Friday, July 3, 2015

Brady on Personal Property and the Fourth Amendment

Maureen E. Brady, a Ph.D. candidate in Law at the Yale Law School, has posted
The Lost 'Effects' of the Fourth Amendment: Giving Personal Property Due Protection, which is forthcoming in the Yale Law Journal.   
Along with “persons, houses, and papers,” the Constitution protects individuals against unreasonable searches and seizures of “effects.” Historically, “effects” have received less attention than the rest of the categories in the Fourth Amendment. However, in the last three years, Supreme Court opinions on Fourth Amendment searches have reintroduced the word “effects” in opinions without a definition of the word, an understanding of its history, or a clear approach to "effects" under the Fourth Amendment.

In the absence of a coherent approach to searches of “effects,” many lower courts apply the standard Fourth Amendment test for a search to personal property: they ask whether the government has violated the claimant’s “reasonable expectation of privacy.” However, many lower courts protect or decline to protect personal property by examining the individual’s expectation of privacy in the property’s physical location. These courts hold that individuals lack expectations of privacy in personal property that is unattended in public space (say, a jacket left on a restaurant’s coat rack). The privacy standard was intended to broaden the scope of the Amendment’s protection beyond real property formulas, but lower courts have used real property concepts of privacy to narrow protection for personal property.
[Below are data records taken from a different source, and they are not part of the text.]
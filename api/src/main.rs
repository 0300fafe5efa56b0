use api::auth::middleware::log_request;
use api::routes::routes;
use axum::{Router, middleware::from_fn};
use std::net::SocketAddr;
use tower_http::cors::CorsLayer;
use tracing::{error, info};
use tracing_appender::rolling;
use util::{config, state::AppState};

#[tokio::main]
async fn main() {
    let _log_guard = init_logging(&config::log_file(), &config::log_level());

    if config::jwt_secret().trim().is_empty() {
        error!("JWT_SECRET must be set");
        std::process::exit(1);
    }

    let db = match db::connect().await {
        Ok(db) => db,
        Err(e) => {
            error!(error = %e, path = %config::database_path(), "Failed to connect to database");
            std::process::exit(1);
        }
    };

    let app_state = AppState::from_config(db);
    if config::recognition_url().trim().is_empty() {
        info!("RECOGNITION_URL not set; face captures will be answered with 'no match'");
    }

    let cors = CorsLayer::very_permissive();

    let app = Router::new()
        .nest("/api", routes(app_state))
        .layer(from_fn(log_request))
        .layer(cors);

    let addr: SocketAddr = match format!("{}:{}", config::host(), config::port()).parse() {
        Ok(addr) => addr,
        Err(e) => {
            error!(error = %e, "Invalid HOST/PORT");
            std::process::exit(1);
        }
    };

    let listener = match tokio::net::TcpListener::bind(&addr).await {
        Ok(l) => l,
        Err(e) => {
            error!(error = %e, %addr, "Failed to bind");
            std::process::exit(1);
        }
    };

    info!(env = %config::env(), %addr, "Server listening");
    println!(
        "Starting {} on http://{}:{}",
        config::project_name(),
        config::host(),
        config::port()
    );

    if let Err(e) = axum::serve(
        listener,
        app.into_make_service_with_connect_info::<SocketAddr>(),
    )
    .await
    {
        error!(error = %e, "Server crashed");
    }
}

fn init_logging(log_file: &str, log_level: &str) -> tracing_appender::non_blocking::WorkerGuard {
    use std::fs;
    use tracing_subscriber::{EnvFilter, fmt, prelude::*};

    fs::create_dir_all("logs").ok();

    let file_appender = rolling::daily("logs", log_file);
    let (file_writer, guard) = tracing_appender::non_blocking(file_appender);

    let file_layer = fmt::layer()
        .with_writer(file_writer)
        .with_ansi(false)
        .with_target(true)
        .with_thread_ids(true);

    let stdout_layer = config::log_to_stdout().then(|| {
        fmt::layer()
            .with_writer(std::io::stdout)
            .with_ansi(true)
            .with_target(true)
            .with_thread_ids(true)
    });

    let env_filter =
        EnvFilter::try_new(log_level).unwrap_or_else(|_| EnvFilter::new("api=info,services=info"));

    tracing_subscriber::registry()
        .with(env_filter)
        .with(file_layer)
        .with(stdout_layer)
        .init();

    guard
}
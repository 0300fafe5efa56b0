use axum::http::{Method, StatusCode};
use serde_json::json;
use serial_test::serial;
use tower::ServiceExt;

use crate::helpers::{body_json, make_test_app, request};

#[tokio::test]
#[serial]
async fn remove_record_then_404() {
    let t = make_test_app(2).await;
    let sid = t.start_session().await;
    let student = t.students[0];

    let body = json!({ "student_id": student, "method": "manual", "status": "present" });
    t.app
        .clone()
        .oneshot(request(
            Method::POST,
            &format!("/api/attendance/sessions/{sid}/records"),
            Some(&t.lecturer_token()),
            Some(body),
        ))
        .await
        .unwrap();

    let uri = format!("/api/attendance/sessions/{sid}/records/{student}");

    let resp = t
        .app
        .clone()
        .oneshot(request(Method::DELETE, &uri, Some(&t.lecturer_token()), None))
        .await
        .unwrap();
    assert_eq!(resp.status(), StatusCode::OK);
    let json = body_json(resp).await;
    assert_eq!(json["data"]["student_id"], student);

    let resp = t
        .app
        .clone()
        .oneshot(request(Method::DELETE, &uri, Some(&t.lecturer_token()), None))
        .await
        .unwrap();
    assert_eq!(resp.status(), StatusCode::NOT_FOUND);
}

#[tokio::test]
#[serial]
async fn cannot_remove_after_end() {
    let t = make_test_app(1).await;
    let sid = t.start_session().await;
    let student = t.students[0];

    let body = json!({ "student_id": student, "method": "manual", "status": "present" });
    t.app
        .clone()
        .oneshot(request(
            Method::POST,
            &format!("/api/attendance/sessions/{sid}/records"),
            Some(&t.lecturer_token()),
            Some(body),
        ))
        .await
        .unwrap();
    t.app
        .clone()
        .oneshot(request(
            Method::POST,
            &format!("/api/attendance/sessions/{sid}/end"),
            Some(&t.lecturer_token()),
            None,
        ))
        .await
        .unwrap();

    let resp = t
        .app
        .clone()
        .oneshot(request(
            Method::DELETE,
            &format!("/api/attendance/sessions/{sid}/records/{student}"),
            Some(&t.lecturer_token()),
            None,
        ))
        .await
        .unwrap();

    assert_eq!(resp.status(), StatusCode::CONFLICT);
}
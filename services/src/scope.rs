//! Scope Resolver: turns the identifiers of a start request into validated
//! directory entities and the set of students a session applies to.

use async_trait::async_trait;
use db::models::{course, department, lecturer, student, study_option};
use sea_orm::{DatabaseConnection, EntityTrait};
use serde::{Deserialize, Serialize};

use crate::error::{AttendanceError, AttendanceResult};

/// Unvalidated scope as submitted by a client.
#[derive(Debug, Clone, Deserialize)]
pub struct ScopeRequest {
    pub department_id: i64,
    pub option_id: i64,
    pub course_id: i64,
    pub class_level: String,
}

impl ScopeRequest {
    fn check_shape(&self) -> AttendanceResult<()> {
        let ids = [
            ("department_id", self.department_id),
            ("option_id", self.option_id),
            ("course_id", self.course_id),
        ];
        if let Some((name, _)) = ids.iter().find(|(_, v)| *v <= 0) {
            return Err(AttendanceError::validation(format!("{name} is required")));
        }
        if self.class_level.trim().is_empty() {
            return Err(AttendanceError::validation("class_level is required"));
        }
        Ok(())
    }
}

/// A scope whose every reference exists and is mutually consistent.
#[derive(Debug, Clone, PartialEq, Eq, Serialize)]
pub struct ResolvedScope {
    pub department_id: i64,
    pub option_id: i64,
    pub course_id: i64,
    pub class_level: String,
    pub lecturer_id: i64,
}

#[async_trait]
pub trait ScopeResolver: Send + Sync {
    async fn resolve(&self, req: &ScopeRequest, lecturer_id: i64) -> AttendanceResult<ResolvedScope>;

    /// Ids of the students a session with this scope applies to, ascending.
    async fn eligible_students(&self, scope: &ResolvedScope) -> AttendanceResult<Vec<i64>>;

    async fn lecturer_for_user(&self, user_id: i64) -> AttendanceResult<Option<lecturer::Model>>;

    async fn student_by_fingerprint(
        &self,
        fingerprint_id: &str,
    ) -> AttendanceResult<Option<student::Model>>;
}

/// Resolver backed by the directory tables.
#[derive(Debug, Clone)]
pub struct DbScopeResolver {
    db: DatabaseConnection,
}

impl DbScopeResolver {
    pub fn new(db: DatabaseConnection) -> Self {
        Self { db }
    }
}

#[async_trait]
impl ScopeResolver for DbScopeResolver {
    async fn resolve(&self, req: &ScopeRequest, lecturer_id: i64) -> AttendanceResult<ResolvedScope> {
        req.check_shape()?;

        let department = department::Entity::find_by_id(req.department_id)
            .one(&self.db)
            .await?
            .ok_or_else(|| {
                AttendanceError::validation(format!("Department {} not found", req.department_id))
            })?;

        let option = study_option::Entity::find_by_id(req.option_id)
            .one(&self.db)
            .await?
            .filter(|o| o.department_id == department.id)
            .ok_or_else(|| {
                AttendanceError::validation(format!(
                    "Option {} not found in department {}",
                    req.option_id, department.id
                ))
            })?;

        let course = course::Entity::find_by_id(req.course_id)
            .one(&self.db)
            .await?
            .filter(|c| c.option_id == option.id)
            .ok_or_else(|| {
                AttendanceError::validation(format!(
                    "Course {} not found in option {}",
                    req.course_id, option.id
                ))
            })?;

        let lecturer = lecturer::Entity::find_by_id(lecturer_id)
            .one(&self.db)
            .await?
            .filter(|l| l.department_id == department.id)
            .ok_or_else(|| {
                AttendanceError::validation("Lecturer does not belong to this department")
            })?;

        Ok(ResolvedScope {
            department_id: department.id,
            option_id: option.id,
            course_id: course.id,
            class_level: req.class_level.trim().to_string(),
            lecturer_id: lecturer.id,
        })
    }

    async fn eligible_students(&self, scope: &ResolvedScope) -> AttendanceResult<Vec<i64>> {
        let students = student::Model::find_in_scope(
            &self.db,
            scope.department_id,
            scope.option_id,
            &scope.class_level,
        )
        .await?;
        Ok(students.into_iter().map(|s| s.id).collect())
    }

    async fn lecturer_for_user(&self, user_id: i64) -> AttendanceResult<Option<lecturer::Model>> {
        Ok(lecturer::Model::find_by_user_id(&self.db, user_id).await?)
    }

    async fn student_by_fingerprint(
        &self,
        fingerprint_id: &str,
    ) -> AttendanceResult<Option<student::Model>> {
        Ok(student::Model::find_by_fingerprint(&self.db, fingerprint_id.trim()).await?)
    }
}
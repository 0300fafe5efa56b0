use sea_orm_migration::prelude::*;

pub struct Migration;

impl MigrationName for Migration {
    fn name(&self) -> &str {
        "m202510010002_create_options"
    }
}

#[async_trait::async_trait]
impl MigrationTrait for Migration {
    async fn up(&self, manager: &SchemaManager) -> Result<(), DbErr> {
        manager
            .create_table(
                Table::create()
                    .table(Alias::new("options"))
                    .if_not_exists()
                    .col(
                        ColumnDef::new(Alias::new("id"))
                            .big_integer()
                            .not_null()
                            .auto_increment()
                            .primary_key(),
                    )
                    .col(
                        ColumnDef::new(Alias::new("department_id"))
                            .big_integer()
                            .not_null(),
                    )
                    .col(ColumnDef::new(Alias::new("name")).string().not_null())
                    .foreign_key(
                        ForeignKey::create()
                            .name("fk_options_department")
                            .from(Alias::new("options"), Alias::new("department_id"))
                            .to(Alias::new("departments"), Alias::new("id"))
                            .on_delete(ForeignKeyAction::Cascade)
                            .on_update(ForeignKeyAction::Cascade),
                    )
                    .to_owned(),
            )
            .await
    }

    async fn down(&self, manager: &SchemaManager) -> Result<(), DbErr> {
        manager
            .drop_table(Table::drop().table(Alias::new("options")).to_owned())
            .await
    }
}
This is both historically and theoretically unsound.

This Article argues that personal property in public space should be given greater constitutional protection by providing a history and theory of “effects.” A historical account of personal property from the Founding onward demonstrates a constitutional commitment to protecting personal property because of the privacy and security interests inherent in ownership and possession. If Fourth Amendment jurisprudence were instead informed by this constitutional commitment to personal property, courts would determine Fourth Amendment interests in an effect in public space by reference to its nature and context — factors personal property law already uses to ascertain the interests of a person in a thing. Using guidance from personal property law, this Article proposes a framework for identifying protected effects based on their qualities and environment and restoring them to the constitutional significance they deserve.